What is expected
Copying exactly, give the lines in the material below from the one with "error code 23505" to the one with "Column list for", ends included, and nothing besides.

Extracted material

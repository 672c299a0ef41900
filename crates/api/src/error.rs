use axum::http::StatusCode;
use axum::response::{IntoResponse, Response};
use serde_json::json;
use stockpile_core::error::CoreError;
use stockpile_db::repositories::LedgerError;

/// Application-level error type for HTTP handlers.
///
/// Wraps [`CoreError`] and [`LedgerError`] for domain failures and adds
/// HTTP-specific variants. Implements [`IntoResponse`] so every handler
/// produces the same JSON error shape: `{ "error": ..., "code": ... }` for a
/// single message, `{ "errors": [...], "code": ... }` for a deduplicated
/// validation set.
#[derive(Debug, thiserror::Error)]
pub enum AppError {
    /// A domain-level error from `stockpile-core`.
    #[error(transparent)]
    Core(#[from] CoreError),

    /// A ledger failure from the repository layer.
    #[error(transparent)]
    Ledger(#[from] LedgerError),

    /// A database error from sqlx.
    #[error("Database error: {0}")]
    Database(#[from] sqlx::Error),

    /// Boundary validation failed; carries the set of distinct messages.
    #[error("Validation failed: {}", .0.join("; "))]
    Validation(Vec<String>),

    /// A bad request with a human-readable message.
    #[error("Bad request: {0}")]
    BadRequest(String),

    /// An internal error with a human-readable message.
    #[error("Internal error: {0}")]
    InternalError(String),
}

/// Convenience type alias for handler return values.
pub type AppResult<T> = Result<T, AppError>;

/// Status + code + one message or a message set.
enum ErrorBody {
    Single(StatusCode, &'static str, String),
    Many(StatusCode, &'static str, Vec<String>),
}

impl IntoResponse for AppError {
    fn into_response(self) -> Response {
        let body = match &self {
            // --- CoreError variants ---
            AppError::Core(core) => match core {
                CoreError::NotFound { entity, id } => ErrorBody::Single(
                    StatusCode::NOT_FOUND,
                    "NOT_FOUND",
                    format!("{entity} with id {id} not found"),
                ),
                CoreError::Validation(msg) => {
                    ErrorBody::Single(StatusCode::BAD_REQUEST, "VALIDATION_ERROR", msg.clone())
                }
                CoreError::Malformed(msgs) => {
                    ErrorBody::Many(StatusCode::BAD_REQUEST, "MALFORMED_DATA", msgs.clone())
                }
                CoreError::Internal(msg) => {
                    tracing::error!(error = %msg, "Internal core error");
                    internal_body()
                }
            },

            // --- LedgerError variants ---
            AppError::Ledger(ledger) => match ledger {
                LedgerError::KeyNotFound { .. } | LedgerError::IdNotFound { .. } => {
                    ErrorBody::Single(StatusCode::NOT_FOUND, "NOT_FOUND", ledger.to_string())
                }
                LedgerError::InsufficientQuantity { .. } => ErrorBody::Single(
                    StatusCode::BAD_REQUEST,
                    "INSUFFICIENT_QUANTITY",
                    ledger.to_string(),
                ),
                LedgerError::KeyConflict { .. } => ErrorBody::Single(
                    StatusCode::BAD_REQUEST,
                    "KEY_CONFLICT",
                    ledger.to_string(),
                ),
                LedgerError::Db(err) => classify_sqlx_error(err),
            },

            // --- Database errors ---
            AppError::Database(err) => classify_sqlx_error(err),

            // --- HTTP-specific errors ---
            AppError::Validation(msgs) => {
                ErrorBody::Many(StatusCode::BAD_REQUEST, "VALIDATION_ERROR", msgs.clone())
            }
            AppError::BadRequest(msg) => {
                ErrorBody::Single(StatusCode::BAD_REQUEST, "BAD_REQUEST", msg.clone())
            }
            AppError::InternalError(msg) => {
                tracing::error!(error = %msg, "Internal error");
                internal_body()
            }
        };

        match body {
            ErrorBody::Single(status, code, message) => (
                status,
                axum::Json(json!({ "error": message, "code": code })),
            )
                .into_response(),
            ErrorBody::Many(status, code, messages) => (
                status,
                axum::Json(json!({ "errors": messages, "code": code })),
            )
                .into_response(),
        }
    }
}

fn internal_body() -> ErrorBody {
    ErrorBody::Single(
        StatusCode::INTERNAL_SERVER_ERROR,
        "INTERNAL_ERROR",
        "An internal error occurred".to_string(),
    )
}

/// Classify a sqlx error into an HTTP status, error code, and message.
///
/// - `RowNotFound` maps to 404.
/// - Unique constraint violations (constraint name starting with `uq_`) map
///   to 409. For stock items this is the fallback path for partial-update
///   renames that land on an occupied key.
/// - Everything else maps to 500 with a sanitized message.
fn classify_sqlx_error(err: &sqlx::Error) -> ErrorBody {
    match err {
        sqlx::Error::RowNotFound => ErrorBody::Single(
            StatusCode::NOT_FOUND,
            "NOT_FOUND",
            "Resource not found".to_string(),
        ),
        sqlx::Error::Database(db_err) => {
            // PostgreSQL unique constraint violation: error code 23505
            if db_err.code().as_deref() == Some("23505") {
                let constraint = db_err.constraint().unwrap_or("unknown");
                if constraint.starts_with("uq_") {
                    return ErrorBody::Single(
                        StatusCode::CONFLICT,
                        "CONFLICT",
                        format!("Duplicate value violates unique constraint: {constraint}"),
                    );
                }
            }
            tracing::error!(error = %db_err, "Database error");
            internal_body()
        }
        other => {
            tracing::error!(error = %other, "Database error");
            internal_body()
        }
    }
}
//! Repository for the `stock_items` table.
//!
//! Provides key/id lookups, the range-sum aggregate, and the transactional
//! ledger operations (income, outcome, update, bulk import). Every mutation
//! is either a single atomic statement or an explicit transaction that locks
//! the affected row, so two concurrent movements on the same
//! (color, material_pct) key cannot lose an update.

use sqlx::PgPool;
use stockpile_core::import::StockRow;
use stockpile_core::types::DbId;

use crate::models::stock_item::{StockItem, UpdateStockItem};

/// Column list for `stock_items` queries.
const STOCK_COLUMNS: &str = "id, color, material_pct, quantity, created_at, updated_at";

/// Failures produced by the ledger operations.
#[derive(Debug, thiserror::Error)]
pub enum LedgerError {
    #[error("no stock item for color {color:?} with {material_pct}% material")]
    KeyNotFound { color: String, material_pct: i32 },

    #[error("no stock item with id {id}")]
    IdNotFound { id: DbId },

    #[error("not enough stock: {available} on hand, {requested} requested")]
    InsufficientQuantity { available: i32, requested: i32 },

    #[error(
        "stock item {occupied_by} already holds this color and material percentage; \
         adjust its quantity instead of creating a duplicate"
    )]
    KeyConflict { occupied_by: DbId },

    #[error(transparent)]
    Db(#[from] sqlx::Error),
}

/// Lookups and ledger operations for stock items.
pub struct StockItemRepo;

impl StockItemRepo {
    // -----------------------------------------------------------------------
    // Lookups
    // -----------------------------------------------------------------------

    /// Find an item by its (color, material_pct) business key.
    pub async fn find_by_key(
        pool: &PgPool,
        color: &str,
        material_pct: i32,
    ) -> Result<Option<StockItem>, sqlx::Error> {
        let query =
            format!("SELECT {STOCK_COLUMNS} FROM stock_items WHERE color = $1 AND material_pct = $2");
        sqlx::query_as::<_, StockItem>(&query)
            .bind(color)
            .bind(material_pct)
            .fetch_optional(pool)
            .await
    }

    /// Find an item by its surrogate id.
    pub async fn find_by_id(pool: &PgPool, id: DbId) -> Result<Option<StockItem>, sqlx::Error> {
        let query = format!("SELECT {STOCK_COLUMNS} FROM stock_items WHERE id = $1");
        sqlx::query_as::<_, StockItem>(&query)
            .bind(id)
            .fetch_optional(pool)
            .await
    }

    /// Total on-hand quantity for a color across a percentage window.
    ///
    /// Returns 0 when no rows match.
    pub async fn sum_quantity_in_range(
        pool: &PgPool,
        color: &str,
        min_pct: i32,
        max_pct: i32,
    ) -> Result<i64, sqlx::Error> {
        sqlx::query_scalar::<_, i64>(
            "SELECT COALESCE(SUM(quantity), 0) \
             FROM stock_items \
             WHERE color = $1 AND material_pct BETWEEN $2 AND $3",
        )
        .bind(color)
        .bind(min_pct)
        .bind(max_pct)
        .fetch_one(pool)
        .await
    }

    // -----------------------------------------------------------------------
    // Ledger operations
    // -----------------------------------------------------------------------

    /// Register incoming stock for a key, creating the item on first income.
    ///
    /// A single upsert statement: the row either starts at the movement's
    /// quantity or accumulates onto the existing amount atomically.
    pub async fn register_income(
        pool: &PgPool,
        color: &str,
        material_pct: i32,
        quantity: i32,
    ) -> Result<StockItem, sqlx::Error> {
        let query = format!(
            "INSERT INTO stock_items (color, material_pct, quantity) \
             VALUES ($1, $2, $3) \
             ON CONFLICT (color, material_pct) DO UPDATE \
                 SET quantity = stock_items.quantity + EXCLUDED.quantity, \
                     updated_at = now() \
             RETURNING {STOCK_COLUMNS}"
        );
        sqlx::query_as::<_, StockItem>(&query)
            .bind(color)
            .bind(material_pct)
            .bind(quantity)
            .fetch_one(pool)
            .await
    }

    /// Register outgoing stock for a key.
    ///
    /// Locks the row for the duration of the check-then-subtract so a
    /// concurrent outcome cannot overdraw the same item.
    pub async fn register_outcome(
        pool: &PgPool,
        color: &str,
        material_pct: i32,
        quantity: i32,
    ) -> Result<StockItem, LedgerError> {
        let mut tx = pool.begin().await?;

        let query = format!(
            "SELECT {STOCK_COLUMNS} FROM stock_items \
             WHERE color = $1 AND material_pct = $2 \
             FOR UPDATE"
        );
        let Some(item) = sqlx::query_as::<_, StockItem>(&query)
            .bind(color)
            .bind(material_pct)
            .fetch_optional(&mut *tx)
            .await?
        else {
            return Err(LedgerError::KeyNotFound {
                color: color.to_string(),
                material_pct,
            });
        };

        if item.quantity < quantity {
            return Err(LedgerError::InsufficientQuantity {
                available: item.quantity,
                requested: quantity,
            });
        }

        let query = format!(
            "UPDATE stock_items \
             SET quantity = quantity - $2, updated_at = now() \
             WHERE id = $1 \
             RETURNING {STOCK_COLUMNS}"
        );
        let updated = sqlx::query_as::<_, StockItem>(&query)
            .bind(item.id)
            .bind(quantity)
            .fetch_one(&mut *tx)
            .await?;

        tx.commit().await?;
        Ok(updated)
    }

    /// Replace an item's provided attributes by id.
    ///
    /// A rename onto another item's (color, material_pct) key is rejected
    /// with [`LedgerError::KeyConflict`]; updating an item onto its own
    /// current key is a no-op rename and allowed. Absent fields keep their
    /// stored values. A partial rename that lands on an occupied key falls
    /// through to the `uq_stock_items_color_pct` index.
    pub async fn update(
        pool: &PgPool,
        id: DbId,
        input: &UpdateStockItem,
    ) -> Result<StockItem, LedgerError> {
        let mut tx = pool.begin().await?;

        if let (Some(color), Some(material_pct)) = (input.color.as_deref(), input.material_pct) {
            let query = format!(
                "SELECT {STOCK_COLUMNS} FROM stock_items \
                 WHERE color = $1 AND material_pct = $2 \
                 FOR UPDATE"
            );
            let occupant = sqlx::query_as::<_, StockItem>(&query)
                .bind(color)
                .bind(material_pct)
                .fetch_optional(&mut *tx)
                .await?;
            if let Some(occupant) = occupant {
                if occupant.id != id {
                    return Err(LedgerError::KeyConflict {
                        occupied_by: occupant.id,
                    });
                }
            }
        }

        let target: Option<(DbId,)> =
            sqlx::query_as("SELECT id FROM stock_items WHERE id = $1 FOR UPDATE")
                .bind(id)
                .fetch_optional(&mut *tx)
                .await?;
        if target.is_none() {
            return Err(LedgerError::IdNotFound { id });
        }

        let query = format!(
            "UPDATE stock_items \
             SET color = COALESCE($2, color), \
                 material_pct = COALESCE($3, material_pct), \
                 quantity = COALESCE($4, quantity), \
                 updated_at = now() \
             WHERE id = $1 \
             RETURNING {STOCK_COLUMNS}"
        );
        let updated = sqlx::query_as::<_, StockItem>(&query)
            .bind(id)
            .bind(input.color.as_deref())
            .bind(input.material_pct)
            .bind(input.quantity)
            .fetch_one(&mut *tx)
            .await?;

        tx.commit().await?;
        Ok(updated)
    }

    /// Apply parsed bulk-import rows in file order.
    ///
    /// Each row goes through the same upsert as [`Self::register_income`],
    /// so a key appearing twice in one file accumulates across both
    /// occurrences. Rows are independent: a storage failure on row N leaves
    /// rows 1..N applied.
    pub async fn import_rows(pool: &PgPool, rows: &[StockRow]) -> Result<u64, sqlx::Error> {
        let mut applied: u64 = 0;
        for row in rows {
            Self::register_income(pool, &row.color, row.material_pct, row.quantity).await?;
            applied += 1;
        }
        tracing::debug!(applied, "Bulk-import rows persisted");
        Ok(applied)
    }
}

Answer section
            // PostgreSQL unique constraint violation: error code 23505
            if db_err.code().as_deref() == Some("23505") {
                let constraint = db_err.constraint().unwrap_or("unknown");
                if constraint.starts_with("uq_") {
                    return ErrorBody::Single(
                        StatusCode::CONFLICT,
                        "CONFLICT",
                        format!("Duplicate value violates unique constraint: {constraint}"),
                    );
                }
            }
            tracing::error!(error = %db_err, "Database error");
            internal_body()
        }
        other => {
            tracing::error!(error = %other, "Database error");
            internal_body()
        }
    }
}
//! Repository for the `stock_items` table.
//!
//! Provides key/id lookups, the range-sum aggregate, and the transactional
//! ledger operations (income, outcome, update, bulk import). Every mutation
//! is either a single atomic statement or an explicit transaction that locks
//! the affected row, so two concurrent movements on the same
//! (color, material_pct) key cannot lose an update.

use sqlx::PgPool;
use stockpile_core::import::StockRow;
use stockpile_core::types::DbId;

use crate::models::stock_item::{StockItem, UpdateStockItem};

/// Column list for `stock_items` queries.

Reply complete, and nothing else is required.